Много есть в мире вещей непонятных, темных, но к фортепьянным концертам Моцарта это не относилось. Радость с легким налетом грусти. Но даже эта грусть была светлой, лишенной страданий – Моцарт не выносил страданий и тоски. Его музыка звучала вдохновенно, жизнерадостно и лирично, ласка сменялась веселым смехом – все пройдет, все трудности будут преодолены, тучи рассеются, и в город снова вернется солнце…
А в начале последней части раздался телефонный звонок. Михаил отставил пустую чашку, убавил звук и поднял телефонную трубку.
– Это я.
Малахов узнал голос Потапчука.
– Слушаю.
– Хорошо, что ты на месте. Я уже поднимаюсь. Кстати, у тебя есть видеомагнитофон?
– Есть.
– Хорошо. Посмотрим один фильм. Так, несколько отрывков…
– Посмотрим.
Михаил положил трубку и взглянул на часы. Ни дослушать концерт до конца, ни выкурить сигарету у него уже не получится. Достижение полного счастья опять отодвигалось в туманное будущее.
Малахов отключил музыкальный центр и посмотрел на телевизор. Странно. Обычно Потапчук приходил, пил свой кофе, а потом доставал чью-нибудь фотографию и клал ее на стол. «Этот человек опасен. Его нужно аккуратно скомпрометировать.» Так и говорил – «скомпрометировать». Не «убрать», не «убить»… Потапчук умел красиво говорить о самых неприятных вещах.
Даже Малахова он называл не профессиональным «ликвидатором», не наемным «киллером», а «карающим мечом Фемиды». Впрочем, он был близок к истине.
Странная штука – память. Любое событие запечатлевалось в памяти Малахова, точно картинка, вклеенная в альбом. Толстый альбом, распухший от множества картинок – иногда ярких, красочных, солнечных, а большей частью дешевых, захватанных, грязных картинок, изображавших только боль.
Они хранились внутри, в самом сердце. А Малахов вновь и вновь невольно их проглядывал: открывал альбом тайком, словно мальчишка, листающий «Плейбой», пересматривал его с конца к началу, останавливался на какой-то странице, внимательно рассматривал одну картинку за другой, а затем мог или открыть следующую страницу, или вовсе захлопнуть альбом.
Темные страницы памяти. Дорога. Целая вереница людей. Они двигаются медленно, и нет у них никакой цели – никуда они не спешат, ни к кому не торопятся, потому что давно уже мертвы. Малахов знал это наверняка, потому что сам и убил их. Скомпрометировал…
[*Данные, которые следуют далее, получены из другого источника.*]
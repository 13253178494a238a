//! Mass-spring relaxation: steel boundary, rubber interior.
//!
//! Every unique patch edge becomes a Hookean spring with its 3D length as
//! rest length. Boundary springs are two orders of magnitude stiffer than
//! interior ones: the sewing line must keep its true length while the
//! interior relaxes cone-like bunching into a flat fan. Nothing is pinned by
//! default; a per-step centroid restore keeps the patch in place while its
//! outline arches naturally.

use nalgebra::{Point2, Vector2};
use pattern_mesh::{Mesh, MeshAdjacency};
use tracing::{debug, warn};

use crate::config::FlattenConfig;

const TIME_STEP: f64 = 1.0 / 60.0;
const ANNEAL_FACTOR: f64 = 0.995;
/// Fraction of trailing iterations with annealed damping.
const ANNEAL_PORTION: f64 = 0.4;

/// One Hookean spring between two local vertices.
#[derive(Debug, Clone, Copy)]
struct Spring {
    a: u32,
    b: u32,
    rest_length: f64,
    stiffness: f64,
}

/// Relax an initial embedding toward 3D edge lengths.
///
/// Returns the relaxed coordinates, or a copy of the initial embedding when
/// integration produced non-finite values.
pub fn relax(mesh: &Mesh, initial: &[Point2<f64>], config: &FlattenConfig) -> Vec<Point2<f64>> {
    let n = mesh.vertex_count();
    if n == 0 || initial.len() != n || config.relaxation_iterations == 0 {
        return initial.to_vec();
    }

    let adjacency = MeshAdjacency::build(&mesh.faces);
    let springs = build_springs(mesh, &adjacency, config);
    if springs.is_empty() {
        return initial.to_vec();
    }

    let pinned: Vec<bool> = if config.pin_boundary {
        let boundary = adjacency.boundary_vertices();
        (0..n as u32).map(|v| boundary.contains(&v)).collect()
    } else {
        vec![false; n]
    };

    let mut positions: Vec<Point2<f64>> = initial.to_vec();
    let mut velocities: Vec<Vector2<f64>> = vec![Vector2::zeros(); n];
    let mut forces: Vec<Vector2<f64>> = vec![Vector2::zeros(); n];

    let iterations = config.relaxation_iterations;
    let anneal_start = iterations - (iterations as f64 * ANNEAL_PORTION) as usize;
    let mut damping = config.damping;

    for iteration in 0..iterations {
        for f in &mut forces {
            *f = Vector2::zeros();
        }

        for spring in &springs {
            let delta = positions[spring.b as usize] - positions[spring.a as usize];
            let length = delta.norm();
            if length < 1e-12 {
                continue;
            }
            let force = delta / length * (spring.stiffness * (length - spring.rest_length));
            forces[spring.a as usize] += force;
            forces[spring.b as usize] -= force;
        }

        let centroid_before = centroid(&positions);

        for v in 0..n {
            if pinned[v] {
                continue;
            }
            velocities[v] = (velocities[v] + forces[v] * TIME_STEP) * damping;
            positions[v] += velocities[v] * TIME_STEP;
        }

        // The spring field has no external anchor; restoring the centroid
        // every step stops the patch from wandering off.
        if !config.pin_boundary {
            let drift = centroid_before - centroid(&positions);
            for p in &mut positions {
                *p += drift;
            }
        }

        if iteration >= anneal_start {
            damping *= ANNEAL_FACTOR;
        }
    }

    if positions
        .iter()
        .any(|p| !p.x.is_finite() || !p.y.is_finite())
    {
        warn!("Relaxation diverged to non-finite coordinates; keeping initial embedding");
        return initial.to_vec();
    }

    debug!(
        "Relaxed {} vertices over {} springs for {} iterations",
        n,
        springs.len(),
        iterations
    );

    positions
}

/// One spring per unique edge, stiff on the patch boundary and soft inside.
fn build_springs(mesh: &Mesh, adjacency: &MeshAdjacency, config: &FlattenConfig) -> Vec<Spring> {
    let mut edges: Vec<(u32, u32)> = adjacency.edge_to_faces.keys().copied().collect();
    edges.sort_unstable();

    edges
        .into_iter()
        .map(|(a, b)| Spring {
            a,
            b,
            rest_length: mesh.edge_length(a, b),
            stiffness: if adjacency.is_interior(a, b) {
                config.interior_stiffness
            } else {
                config.boundary_stiffness
            },
        })
        .collect()
}

fn centroid(positions: &[Point2<f64>]) -> Vector2<f64> {
    let mut sum = Vector2::zeros();
    for p in positions {
        sum += p.coords;
    }
    sum / positions.len() as f64
}

/// Mean relative edge-length error of an embedding against the 3D mesh,
/// split into (boundary, interior). Diagnostic used by tests and reporting.
pub fn edge_length_error(mesh: &Mesh, uv: &[Point2<f64>]) -> (f64, f64) {
    let adjacency = MeshAdjacency::build(&mesh.faces);

    let mut boundary_sum = 0.0;
    let mut boundary_count = 0usize;
    let mut interior_sum = 0.0;
    let mut interior_count = 0usize;

    for &(a, b) in adjacency.edge_to_faces.keys() {
        let len_3d = mesh.edge_length(a, b);
        if len_3d < 1e-12 {
            continue;
        }
        let len_2d = (uv[a as usize] - uv[b as usize]).norm();
        let error = (len_2d - len_3d).abs() / len_3d;

        if adjacency.is_interior(a, b) {
            interior_sum += error;
            interior_count += 1;
        } else {
            boundary_sum += error;
            boundary_count += 1;
        }
    }

    (
        if boundary_count > 0 {
            boundary_sum / boundary_count as f64
        } else {
            0.0
        },
        if interior_count > 0 {
            interior_sum / interior_count as f64
        } else {
            0.0
        },
    )
}
//! Seam extraction: red-vertex detection, clustering, and barrier edges.
//!
//! The face-flood segmenter can only honor barriers that are actual mesh
//! edges, so the product of this stage is the set of edges whose endpoints
//! are both seam-marked. Clustering exists for diagnostics and display; the
//! segmenter consumes the barrier set alone.

use std::collections::VecDeque;

use hashbrown::{HashMap, HashSet};
use nalgebra::Point3;
use pattern_mesh::{edge_key, Mesh};
use tracing::{debug, info};

use crate::config::FlattenConfig;

/// A chain of seam vertices, for display only.
#[derive(Debug, Clone)]
pub struct SeamPath {
    /// Vertex indices into the conditioned mesh, in walk order.
    pub vertices: Vec<u32>,
}

/// Output of seam extraction.
#[derive(Debug, Clone, Default)]
pub struct SeamSet {
    /// All vertices passing the red predicate.
    pub red_vertices: HashSet<u32>,

    /// Mesh edges with both endpoints red; the segmenter's barriers.
    pub barrier_edges: HashSet<(u32, u32)>,

    /// Density clusters of red vertices, largest first (diagnostic).
    pub clusters: Vec<Vec<u32>>,

    /// Seam polylines walked through the barrier edges (display).
    pub paths: Vec<SeamPath>,
}

/// Extract seam information from a colored mesh.
///
/// Deterministic: running twice on the same mesh yields identical output.
pub fn extract_seams(mesh: &Mesh, config: &FlattenConfig) -> SeamSet {
    let mut red_vertices: HashSet<u32> = HashSet::new();
    let mut red_ordered: Vec<u32> = Vec::new();
    for (idx, vertex) in mesh.vertices.iter().enumerate() {
        if config.red_threshold.is_red(vertex) {
            red_vertices.insert(idx as u32);
            red_ordered.push(idx as u32);
        }
    }

    if red_ordered.is_empty() {
        debug!("No red vertices found; mesh flattens as a single patch");
        return SeamSet::default();
    }

    // Sparse tagging leaves gaps within one stroke; the cluster radius grows
    // with the mesh so those gaps close while distinct seams stay apart.
    let eps = config
        .cluster_eps
        .max(config.cluster_eps_fraction * mesh.diameter());
    let clusters = cluster_red_vertices(mesh, &red_ordered, eps);

    let mut barrier_edges: HashSet<(u32, u32)> = HashSet::new();
    for &[v0, v1, v2] in &mesh.faces {
        for &(a, b) in &[(v0, v1), (v1, v2), (v2, v0)] {
            if red_vertices.contains(&a) && red_vertices.contains(&b) {
                barrier_edges.insert(edge_key(a, b));
            }
        }
    }

    let paths = walk_seam_paths(&barrier_edges);

    info!(
        "Seams: {} red vertices, {} clusters (eps = {:.4}), {} barrier edges, {} paths",
        red_ordered.len(),
        clusters.len(),
        eps,
        barrier_edges.len(),
        paths.len()
    );

    SeamSet {
        red_vertices,
        barrier_edges,
        clusters,
        paths,
    }
}

/// Density clustering of red vertices by transitive ε-absorption.
///
/// Clusters of size 1 are discarded; the rest are ordered by descending size
/// (ties toward the smaller first vertex).
fn cluster_red_vertices(mesh: &Mesh, red: &[u32], eps: f64) -> Vec<Vec<u32>> {
    if eps <= 0.0 {
        return Vec::new();
    }

    // Spatial hash over the red subset only.
    let mut grid: HashMap<(i64, i64, i64), Vec<u32>> = HashMap::new();
    for &v in red {
        grid.entry(cell_of(&mesh.vertices[v as usize].position, eps))
            .or_default()
            .push(v);
    }

    let eps_sq = eps * eps;
    let mut visited: HashSet<u32> = HashSet::new();
    let mut clusters: Vec<Vec<u32>> = Vec::new();

    for &seed in red {
        if visited.contains(&seed) {
            continue;
        }

        let mut cluster = Vec::new();
        let mut queue = VecDeque::new();
        queue.push_back(seed);
        visited.insert(seed);

        while let Some(v) = queue.pop_front() {
            cluster.push(v);
            let pos = mesh.vertices[v as usize].position;
            let cell = cell_of(&pos, eps);

            for dx in -1..=1 {
                for dy in -1..=1 {
                    for dz in -1..=1 {
                        let Some(candidates) = grid.get(&(cell.0 + dx, cell.1 + dy, cell.2 + dz))
                        else {
                            continue;
                        };
                        for &other in candidates {
                            if visited.contains(&other) {
                                continue;
                            }
                            let d = mesh.vertices[other as usize].position - pos;
                            if d.norm_squared() <= eps_sq {
                                visited.insert(other);
                                queue.push_back(other);
                            }
                        }
                    }
                }
            }
        }

        if cluster.len() >= 2 {
            cluster.sort_unstable();
            clusters.push(cluster);
        }
    }

    clusters.sort_by(|a, b| b.len().cmp(&a.len()).then(a[0].cmp(&b[0])));
    clusters
}

#[inline]
fn cell_of(pos: &Point3<f64>, cell_size: f64) -> (i64, i64, i64) {
    (
        (pos.x / cell_size).floor() as i64,
        (pos.y / cell_size).floor() as i64,
        (pos.z / cell_size).floor() as i64,
    )
}

/// Walk the barrier-edge subgraph into polyline chains.
///
/// Open chains are walked from their endpoints (degree ≠ 2) first, then any
/// remaining cycles. Edges are consumed once, so the chains partition the
/// barrier set.
fn walk_seam_paths(barriers: &HashSet<(u32, u32)>) -> Vec<SeamPath> {
    let mut neighbors: HashMap<u32, Vec<u32>> = HashMap::new();
    for &(a, b) in barriers {
        neighbors.entry(a).or_default().push(b);
        neighbors.entry(b).or_default().push(a);
    }
    for list in neighbors.values_mut() {
        list.sort_unstable();
    }

    let mut vertices: Vec<u32> = neighbors.keys().copied().collect();
    vertices.sort_unstable();

    let mut used: HashSet<(u32, u32)> = HashSet::new();
    let mut paths = Vec::new();

    // Two sweeps: chain endpoints first, then leftover cycles.
    for cycle_sweep in [false, true] {
        for &start in &vertices {
            let degree = neighbors[&start].len();
            if !cycle_sweep && degree == 2 {
                continue;
            }

            loop {
                let Some(&next) = neighbors[&start]
                    .iter()
                    .find(|&&n| !used.contains(&edge_key(start, n)))
                else {
                    break;
                };

                let mut path = vec![start];
                used.insert(edge_key(start, next));
                let mut prev = start;
                let mut current = next;

                loop {
                    path.push(current);
                    let step = neighbors[&current]
                        .iter()
                        .find(|&&n| n != prev && !used.contains(&edge_key(current, n)))
                        .copied();
                    match step {
                        Some(n) => {
                            used.insert(edge_key(current, n));
                            prev = current;
                            current = n;
                        }
                        None => break,
                    }
                }

                paths.push(SeamPath { vertices: path });
            }
        }
    }

    paths
}

#[cfg(test)]
mod tests {
    use super::*;
    use pattern_mesh::Vertex;

    /// A strip of 4 triangles with a red edge across the middle.
    fn striped_strip() -> Mesh {
        let mut mesh = Mesh::new();
        // Two columns of a quad strip; middle column (2, 3) is red.
        mesh.vertices.push(Vertex::from_coords(0.0, 0.0, 0.0)); // 0
        mesh.vertices.push(Vertex::from_coords(0.0, 1.0, 0.0)); // 1
        mesh.vertices
            .push(Vertex::from_coords(1.0, 0.0, 0.0).with_color(0.9, 0.1, 0.1)); // 2
        mesh.vertices
            .push(Vertex::from_coords(1.0, 1.0, 0.0).with_color(0.9, 0.1, 0.1)); // 3
        mesh.vertices.push(Vertex::from_coords(2.0, 0.0, 0.0)); // 4
        mesh.vertices.push(Vertex::from_coords(2.0, 1.0, 0.0)); // 5
        mesh.faces.push([0, 2, 1]);
        mesh.faces.push([1, 2, 3]);
        mesh.faces.push([2, 4, 3]);
        mesh.faces.push([3, 4, 5]);
        mesh
    }

    #[test]
    fn test_red_detection_and_barriers() {
        let mesh = striped_strip();
        let seams = extract_seams(&mesh, &FlattenConfig::default());

        assert_eq!(seams.red_vertices.len(), 2);
        assert!(seams.red_vertices.contains(&2));
        assert!(seams.red_vertices.contains(&3));
        assert_eq!(seams.barrier_edges.len(), 1);
        assert!(seams.barrier_edges.contains(&(2, 3)));
    }

    #[test]
    fn test_cluster_groups_nearby_reds() {
        let mesh = striped_strip();
        // The fixture is tiny, so the user floor stands in for the adaptive
        // radius a real garment would get.
        let config = FlattenConfig {
            cluster_eps: 1.5,
            ..FlattenConfig::default()
        };
        let seams = extract_seams(&mesh, &config);

        assert_eq!(seams.clusters.len(), 1);
        assert_eq!(seams.clusters[0], vec![2, 3]);
    }

    #[test]
    fn test_sparse_reds_stay_singletons() {
        let mesh = striped_strip();
        // Adaptive eps (5% of a ~2.2 diameter) is far below the 1.0 spacing
        // between the two reds, so neither reaches cluster size 2.
        let seams = extract_seams(&mesh, &FlattenConfig::default());
        assert!(seams.clusters.is_empty());
        // Barriers do not depend on clustering.
        assert_eq!(seams.barrier_edges.len(), 1);
    }

    #[test]
    fn test_no_color_no_seams() {
        let mut mesh = striped_strip();
        for v in &mut mesh.vertices {
            v.color = None;
        }
        let seams = extract_seams(&mesh, &FlattenConfig::default());

        assert!(seams.red_vertices.is_empty());
        assert!(seams.barrier_edges.is_empty());
        assert!(seams.paths.is_empty());
    }

    #[test]
    fn test_extraction_deterministic() {
        let mesh = striped_strip();
        let config = FlattenConfig::default();
        let a = extract_seams(&mesh, &config);
        let b = extract_seams(&mesh, &config);

        assert_eq!(a.red_vertices, b.red_vertices);
        assert_eq!(a.barrier_edges, b.barrier_edges);
        assert_eq!(a.clusters, b.clusters);
        assert_eq!(
            a.paths.iter().map(|p| &p.vertices).collect::<Vec<_>>(),
            b.paths.iter().map(|p| &p.vertices).collect::<Vec<_>>()
        );
    }

    #[test]
    fn test_seam_path_walk() {
        // Chain 0-1-2-3 in the barrier graph.
        let mut barriers = HashSet::new();
        barriers.insert((0u32, 1u32));
        barriers.insert((1u32, 2u32));
        barriers.insert((2u32, 3u32));

        let paths = walk_seam_paths(&barriers);
        assert_eq!(paths.len(), 1);
        assert_eq!(paths[0].vertices, vec![0, 1, 2, 3]);
    }

    #[test]
    fn test_seam_cycle_walk() {
        let mut barriers = HashSet::new();
        barriers.insert((0u32, 1u32));
        barriers.insert((1u32, 2u32));
        barriers.insert((0u32, 2u32));

        let paths = walk_seam_paths(&barriers);
        assert_eq!(paths.len(), 1);
        assert_eq!(paths[0].vertices.len(), 4); // closed: start repeated at end
        assert_eq!(paths[0].vertices[0], 0);
        assert_eq!(*paths[0].vertices.last().unwrap(), 0);
    }
}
Их фотографии в альбоме памяти. Лица спокойные. Ни гнева, ни желаний, ни страданий и боли. Ни жизни. Они смотрят со страниц на Малахова, словно укоряют его за то, что он с ними сделал.
А иногда одна какая-нибудь картинка начинала преследовать Малахова, будто страница согнулась или смялась, и теперь альбом открывается только на ней. Гниющий, разлагающийся труп в расщелине… Запах, липкий на ощупь и черви, копошащиеся в разорванном животе…
Но это случалось редко, только тогда, когда Малахов спал и терял над мыслями контроль. Потапчук объяснял это внутренним разладом. Мол, нужно поменьше думать над философией, а побольше над практикой. И вообще, быть проще: не надевать на себя мантию судьи – только колпак палача. Если, мол, весы в руках ослепшей Фемиды заржавели, то справедливость восстанавливает меч.
Вернувшись после Афгана Малахов понял, что Закон не всесилен. Богиня справедливости закрыла глаза повязкой и не видела, что творится на земле. И когда человек из ФСБ предложил Малахову восстанавливать справедливость там, где закон бессилен, он без всяких раздумий согласился.